Apesar das negativas ao longo deste ano de que retiraria sua pré-candidatura à Prefeitura de Goiânia, não deu outra: Gustavo Gayer, do PL, recuou e não pretende disputar o Paço Municipal. Segundo ele, por um pedido do próprio ex-presidente Jair Bolsonaro para que permaneça como deputado federal em Brasília. Em seu lugar, entrou Fred Rodrigues, que, no ano passado, teve seu mandato como deputado estadual cassado. No entanto, a permanência do pré-candidato, assim como foi com Gayer, já nasce incerta e com tendência de não durar muito — pelo menos não na cabeça da chapa.

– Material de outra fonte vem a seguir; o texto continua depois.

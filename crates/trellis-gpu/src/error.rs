//! GPU error types.

use std::panic::Location;

use ash::prelude::VkResult;
use ash::vk;
use thiserror::Error;

/// GPU-related errors.
#[derive(Error, Debug)]
pub enum GpuError {
    /// A Vulkan entry point returned a failure code.
    #[error("{op} failed with {result} at {location}")]
    Vulkan {
        /// Name of the Vulkan entry point.
        op: &'static str,
        /// The raw result code.
        result: vk::Result,
        /// Source location of the call.
        location: &'static Location<'static>,
    },

    /// The Vulkan loader could not be found.
    #[error("Failed to load Vulkan: {0}")]
    Loading(#[from] ash::LoadingError),

    /// No suitable GPU found.
    #[error("No suitable GPU found")]
    NoSuitableDevice,

    /// Surface creation failed.
    #[error("Surface creation failed: {0}")]
    SurfaceCreation(String),

    /// The surface reports no usable formats or present modes.
    #[error("Surface is unusable: {0}")]
    SurfaceUnsupported(&'static str),

    /// Memory allocation failed.
    #[error("Memory allocation failed: {0}")]
    AllocationFailed(String),

    /// A fixed-capacity descriptor pool ran out of sets.
    #[error("Descriptor pool exhausted: capacity {capacity}, requested {requested} more")]
    DescriptorPoolExhausted {
        /// Maximum number of sets the pool was created for.
        capacity: u32,
        /// Number of sets the failing call asked for.
        requested: u32,
    },

    /// Invalid state.
    #[error("Invalid state: {0}")]
    InvalidState(String),
}

impl GpuError {
    /// The raw Vulkan result code, if this error came from a Vulkan call.
    pub fn vk_result(&self) -> Option<vk::Result> {
        match self {
            Self::Vulkan { result, .. } => Some(*result),
            _ => None,
        }
    }
}

/// Result type alias.
pub type Result<T> = std::result::Result<T, GpuError>;

/// Inspect a raw Vulkan result at its call site.
///
/// Failures are logged with the operation name and the caller's location and
/// turned into [`GpuError::Vulkan`].
pub trait VkResultExt<T> {
    /// Convert the result, tagging failures with `op` and the caller location.
    #[must_use = "Vulkan results must be inspected"]
    fn check(self, op: &'static str) -> Result<T>;
}

impl<T> VkResultExt<T> for VkResult<T> {
    #[track_caller]
    fn check(self, op: &'static str) -> Result<T> {
        let location = Location::caller();
        self.map_err(|result| {
            tracing::error!(op, %result, %location, "Vulkan call failed");
            GpuError::Vulkan {
                op,
                result,
                location,
            }
        })
    }
}

#[cfg(test)]
mod tests {
    use super::*;

    #[test]
    fn check_passes_through_success() {
        let ok: VkResult<u32> = Ok(7);
        assert_eq!(ok.check("vkTest").unwrap(), 7);
    }

    #[test]
    fn check_records_operation_and_location() {
        let failed: VkResult<()> = Err(vk::Result::ERROR_DEVICE_LOST);
        let line = line!() + 1;
        let err = failed.check("vkQueueSubmit").unwrap_err();

        match &err {
            GpuError::Vulkan {
                op,
                result,
                location,
            } => {
                assert_eq!(*op, "vkQueueSubmit");
                assert_eq!(*result, vk::Result::ERROR_DEVICE_LOST);
                assert_eq!(location.line(), line);
                assert!(location.file().ends_with("error.rs"));
            }
            other => panic!("unexpected error: {other:?}"),
        }
        assert_eq!(err.vk_result(), Some(vk::Result::ERROR_DEVICE_LOST));
        assert!(err.to_string().starts_with("vkQueueSubmit failed"));
    }
}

Ao Jornal Opção, Fred Rodrigues disse que Bolsonaro foi enfático ao dizer que o partido terá candidato no primeiro turno nas eleições deste ano, em Goiânia. “Ele foi categórico quanto a isso: o PL terá candidato”, afirmou o agora pré-candidato à Prefeitura de Goiânia. Contudo, assim como as informações que davam conta de que Gayer não seria candidato acabaram se concretizando, os rumores de uma possível composição do PL com outro partido ganha, a partir de agora, cada vez mais consistência.

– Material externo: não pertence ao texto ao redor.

//! Descriptor set management.

use std::sync::Arc;

use ash::vk;

use crate::context::GpuContext;
use crate::error::{GpuError, Result, VkResultExt};

/// Descriptor set layout builder.
#[derive(Default)]
pub struct DescriptorSetLayoutBuilder {
    bindings: Vec<vk::DescriptorSetLayoutBinding<'static>>,
}

impl DescriptorSetLayoutBuilder {
    /// Create a new builder.
    pub fn new() -> Self {
        Self::default()
    }

    /// Add a binding.
    pub fn binding(
        mut self,
        binding: u32,
        descriptor_type: vk::DescriptorType,
        count: u32,
        stage_flags: vk::ShaderStageFlags,
    ) -> Self {
        self.bindings.push(
            vk::DescriptorSetLayoutBinding::default()
                .binding(binding)
                .descriptor_type(descriptor_type)
                .descriptor_count(count)
                .stage_flags(stage_flags),
        );
        self
    }

    /// Add a uniform buffer binding.
    pub fn uniform_buffer(self, binding: u32, stage_flags: vk::ShaderStageFlags) -> Self {
        self.binding(binding, vk::DescriptorType::UNIFORM_BUFFER, 1, stage_flags)
    }

    /// Add a combined image sampler binding.
    pub fn combined_image_sampler(self, binding: u32, stage_flags: vk::ShaderStageFlags) -> Self {
        self.binding(
            binding,
            vk::DescriptorType::COMBINED_IMAGE_SAMPLER,
            1,
            stage_flags,
        )
    }

    /// Build the descriptor set layout.
    pub fn build(self, gpu: &Arc<GpuContext>) -> Result<DescriptorSetLayout> {
        let layout_info = vk::DescriptorSetLayoutCreateInfo::default().bindings(&self.bindings);

        let layout = unsafe { gpu.device().create_descriptor_set_layout(&layout_info, None) }
            .check("vkCreateDescriptorSetLayout")?;

        Ok(DescriptorSetLayout {
            gpu: gpu.clone(),
            layout,
            binding_types: self
                .bindings
                .iter()
                .map(|b| (b.descriptor_type, b.descriptor_count))
                .collect(),
        })
    }
}

/// A descriptor set layout. Destroyed on drop.
pub struct DescriptorSetLayout {
    gpu: Arc<GpuContext>,
    layout: vk::DescriptorSetLayout,
    binding_types: Vec<(vk::DescriptorType, u32)>,
}

impl DescriptorSetLayout {
    /// Raw handle.
    pub fn handle(&self) -> vk::DescriptorSetLayout {
        self.layout
    }

    /// Pool sizes needed to allocate `sets` sets of this layout.
    pub fn pool_sizes(&self, sets: u32) -> Vec<vk::DescriptorPoolSize> {
        pool_sizes(&self.binding_types, sets)
    }
}

impl Drop for DescriptorSetLayout {
    fn drop(&mut self) {
        unsafe {
            self.gpu
                .device()
                .destroy_descriptor_set_layout(self.layout, None);
        }
    }
}

/// Sum descriptor counts per type for `sets` sets with the given bindings.
///
/// Types keep the order of their first appearance.
pub fn pool_sizes(
    bindings: &[(vk::DescriptorType, u32)],
    sets: u32,
) -> Vec<vk::DescriptorPoolSize> {
    let mut sizes: Vec<vk::DescriptorPoolSize> = Vec::new();
    for &(ty, count) in bindings {
        let total = count.saturating_mul(sets);
        match sizes.iter_mut().find(|s| s.ty == ty) {
            Some(size) => size.descriptor_count = size.descriptor_count.saturating_add(total),
            None => sizes.push(vk::DescriptorPoolSize {
                ty,
                descriptor_count: total,
            }),
        }
    }
    sizes
}

/// Account for `requested` more sets in a pool of `capacity` holding
/// `allocated`, returning the new allocated count.
pub fn reserve(capacity: u32, allocated: u32, requested: u32) -> Result<u32> {
    allocated
        .checked_add(requested)
        .filter(|&total| total <= capacity)
        .ok_or(GpuError::DescriptorPoolExhausted {
            capacity,
            requested,
        })
}

/// A fixed-capacity descriptor pool.
///
/// The pool never grows: once `capacity` sets have been allocated, further
/// allocations fail with [`GpuError::DescriptorPoolExhausted`].
pub struct DescriptorPool {
    gpu: Arc<GpuContext>,
    pool: vk::DescriptorPool,
    capacity: u32,
    allocated: u32,
}

impl DescriptorPool {
    /// Create a pool that can hold `capacity` sets drawn from `pool_sizes`.
    pub fn new(
        gpu: &Arc<GpuContext>,
        capacity: u32,
        pool_sizes: &[vk::DescriptorPoolSize],
    ) -> Result<Self> {
        let create_info = vk::DescriptorPoolCreateInfo::default()
            .max_sets(capacity)
            .pool_sizes(pool_sizes);

        let pool = unsafe { gpu.device().create_descriptor_pool(&create_info, None) }
            .check("vkCreateDescriptorPool")?;

        Ok(Self {
            gpu: gpu.clone(),
            pool,
            capacity,
            allocated: 0,
        })
    }

    /// Create a pool sized for `capacity` sets of a single layout.
    pub fn for_layout(
        gpu: &Arc<GpuContext>,
        layout: &DescriptorSetLayout,
        capacity: u32,
    ) -> Result<Self> {
        Self::new(gpu, capacity, &layout.pool_sizes(capacity))
    }

    /// Get the raw pool handle.
    pub fn handle(&self) -> vk::DescriptorPool {
        self.pool
    }

    /// Maximum number of sets.
    pub fn capacity(&self) -> u32 {
        self.capacity
    }

    /// Sets allocated so far.
    pub fn allocated(&self) -> u32 {
        self.allocated
    }

    /// Sets still available.
    pub fn remaining(&self) -> u32 {
        self.capacity - self.allocated
    }

    /// Allocate one set per layout.
    pub fn allocate(
        &mut self,
        layouts: &[vk::DescriptorSetLayout],
    ) -> Result<Vec<vk::DescriptorSet>> {
        let requested = layouts.len() as u32;
        let allocated = reserve(self.capacity, self.allocated, requested)?;

        let alloc_info = vk::DescriptorSetAllocateInfo::default()
            .descriptor_pool(self.pool)
            .set_layouts(layouts);

        let sets = match unsafe { self.gpu.device().allocate_descriptor_sets(&alloc_info) } {
            Ok(sets) => sets,
            Err(vk::Result::ERROR_OUT_OF_POOL_MEMORY | vk::Result::ERROR_FRAGMENTED_POOL) => {
                return Err(GpuError::DescriptorPoolExhausted {
                    capacity: self.capacity,
                    requested,
                });
            }
            Err(e) => {
                return Err::<Vec<vk::DescriptorSet>, _>(e).check("vkAllocateDescriptorSets");
            }
        };

        self.allocated = allocated;
        Ok(sets)
    }

    /// Allocate `count` sets of the same layout.
    pub fn allocate_many(
        &mut self,
        layout: vk::DescriptorSetLayout,
        count: usize,
    ) -> Result<Vec<vk::DescriptorSet>> {
        self.allocate(&vec![layout; count])
    }
}

impl Drop for DescriptorPool {
    fn drop(&mut self) {
        unsafe { self.gpu.device().destroy_descriptor_pool(self.pool, None) };
    }
}

/// Write a uniform buffer descriptor.
///
/// # Safety
/// Device and buffer must be valid.
pub unsafe fn write_uniform_buffer(
    device: &ash::Device,
    dst_set: vk::DescriptorSet,
    binding: u32,
    buffer: vk::Buffer,
    offset: u64,
    range: u64,
) {
    let buffer_info = vk::DescriptorBufferInfo::default()
        .buffer(buffer)
        .offset(offset)
        .range(range);

    let write = vk::WriteDescriptorSet::default()
        .dst_set(dst_set)
        .dst_binding(binding)
        .descriptor_type(vk::DescriptorType::UNIFORM_BUFFER)
        .buffer_info(std::slice::from_ref(&buffer_info));

    unsafe { device.update_descriptor_sets(&[write], &[]) };
}

/// Write a combined image sampler descriptor.
///
/// # Safety
/// Device, image view and sampler must be valid.
pub unsafe fn write_combined_image_sampler(
    device: &ash::Device,
    dst_set: vk::DescriptorSet,
    binding: u32,
    image_view: vk::ImageView,
    sampler: vk::Sampler,
) {
    let image_info = vk::DescriptorImageInfo::default()
        .image_view(image_view)
        .sampler(sampler)
        .image_layout(vk::ImageLayout::SHADER_READ_ONLY_OPTIMAL);

    let write = vk::WriteDescriptorSet::default()
        .dst_set(dst_set)
        .dst_binding(binding)
        .descriptor_type(vk::DescriptorType::COMBINED_IMAGE_SAMPLER)
        .image_info(std::slice::from_ref(&image_info));

    unsafe { device.update_descriptor_sets(&[write], &[]) };
}

#[cfg(test)]
mod tests {
    use super::*;

    #[test]
    fn pool_sizes_scale_with_set_count() {
        let sizes = pool_sizes(&[(vk::DescriptorType::UNIFORM_BUFFER, 1)], 3);
        assert_eq!(sizes.len(), 1);
        assert_eq!(sizes[0].ty, vk::DescriptorType::UNIFORM_BUFFER);
        assert_eq!(sizes[0].descriptor_count, 3);
    }

    #[test]
    fn pool_sizes_merge_repeated_types() {
        let sizes = pool_sizes(
            &[
                (vk::DescriptorType::COMBINED_IMAGE_SAMPLER, 1),
                (vk::DescriptorType::UNIFORM_BUFFER, 1),
                (vk::DescriptorType::COMBINED_IMAGE_SAMPLER, 2),
            ],
            100,
        );
        assert_eq!(sizes.len(), 2);
        assert_eq!(sizes[0].ty, vk::DescriptorType::COMBINED_IMAGE_SAMPLER);
        assert_eq!(sizes[0].descriptor_count, 300);
        assert_eq!(sizes[1].descriptor_count, 100);
    }

    #[test]
    fn reserve_fills_pool_exactly() {
        assert_eq!(reserve(100, 99, 1).unwrap(), 100);
        assert_eq!(reserve(3, 0, 3).unwrap(), 3);
    }

    #[test]
    fn reserve_fails_one_past_capacity() {
        assert!(matches!(
            reserve(100, 100, 1),
            Err(GpuError::DescriptorPoolExhausted {
                capacity: 100,
                requested: 1
            })
        ));
    }

    #[test]
    fn reserve_rejects_batch_crossing_capacity() {
        assert!(matches!(
            reserve(10, 8, 3),
            Err(GpuError::DescriptorPoolExhausted {
                capacity: 10,
                requested: 3
            })
        ));
        assert!(reserve(u32::MAX, u32::MAX - 1, 2).is_err());
    }

    #[test]
    fn builder_collects_bindings() {
        let builder = DescriptorSetLayoutBuilder::new()
            .uniform_buffer(0, vk::ShaderStageFlags::VERTEX)
            .combined_image_sampler(1, vk::ShaderStageFlags::FRAGMENT);
        assert_eq!(builder.bindings.len(), 2);
        assert_eq!(builder.bindings[1].binding, 1);
        assert_eq!(
            builder.bindings[1].descriptor_type,
            vk::DescriptorType::COMBINED_IMAGE_SAMPLER
        );
    }
}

O principal cotado para essa aliança é justamente o nome apoiado pelo governador Ronaldo Caiado, Sandro Mabel (UB). Desde a confirmação da pré-candidatura do empresário, em março deste ano, vários nomes foram ventilados como possível vice em sua chapa: a filha de Iris Rezende, Ana Paula Machado; a ex-primeira-dama de Aparecida de Goiânia, Mayara Mendanha; a esposa de Bruno Peixoto e servidora pública, Luciene Peixoto; o diretor-geral da Assembleia Legislativa de Goiás (Alego), Chiquinho de Oliveira e, por último, o ex-deputado estadual Thiago Albernaz (MDB), que chegou a se desincompatibilizar de seu cargo na Alego com vistas à posição na chapa de Mabel. Além de Vilmar Rocha, do PSD.

Leia também: Pré-candidatos a Prefeitura de Goiânia avaliam transferência de votos do PL após desistência de Gayer

O mais cotado até então é justamente Albernaz, que integra o grupo de Bruno Peixoto e que, segundo aliados de Mabel à reportagem, tem trabalhado para se viabilizar como o pré-candidato a vice-prefeito. No entanto, o entorno de Mabel, em conversas com Albernaz, teria aberto o jogo com o ex-deputado sobre a preferência de ser uma pessoa do PL ou do PSD para a posição de vice.

A movimentação do PL em Goiânia nesta quarta-feira, 19, que tirou Gayer do jogo político deste ano e focou em Fred, foi vista nos bastidores como uma sinalização do partido bolsonarista para uma abertura maior ainda das negociações com Mabel. Vale dizer que as conversas já vinham ocorrendo, mas será a partir de hoje que elas devem se intensificar.

O “trunfo” do PL a ser indicado à vice de Mabel seria o próprio Fred Rodrigues, que negou a informação que circulou hoje sobre estar inelegível. O pré-candidato informou está quite com a Justiça Eleitoral e que, apesar de ter perdido o mandato em 2023 por questões relacionadas à prestação de contas da campanha de 2020, não há nenhum impedimento para que ele concorra nas eleições deste ano. A questão foi confirmada ao Jornal Opção por uma fonte ligada ao Tribunal Regional Eleitoral de Goiás (TRE-GO), que analisou a situação de Rodrigues e fez coro a ele: “Não existe óbice na candidatura do Fred Rodrigues”.

Além de criar uma chapa mais competitiva, com mais tempo de TV e um fundo eleitoral mais robusto, um possível embarque do PL na chapa de Sandro Mabel elevaria não só a dimensão do eleitorado do empresário, já que Fred poderia puxar o voto bolsonarista, mas também daria o  pontapé inicial para uma aliança entre União Brasil e PL tanto em nível estadual quanto federal (vale destacar que Ronaldo Caiado pretende se lançar na corrida à presidência da República em 2026, e tenta garantir o apoio de Jair Bolsonaro para o projeto).

A sinalização para uma composição agora parte de ambos os lados. Agora, resta esperar aonde levarão as negociações.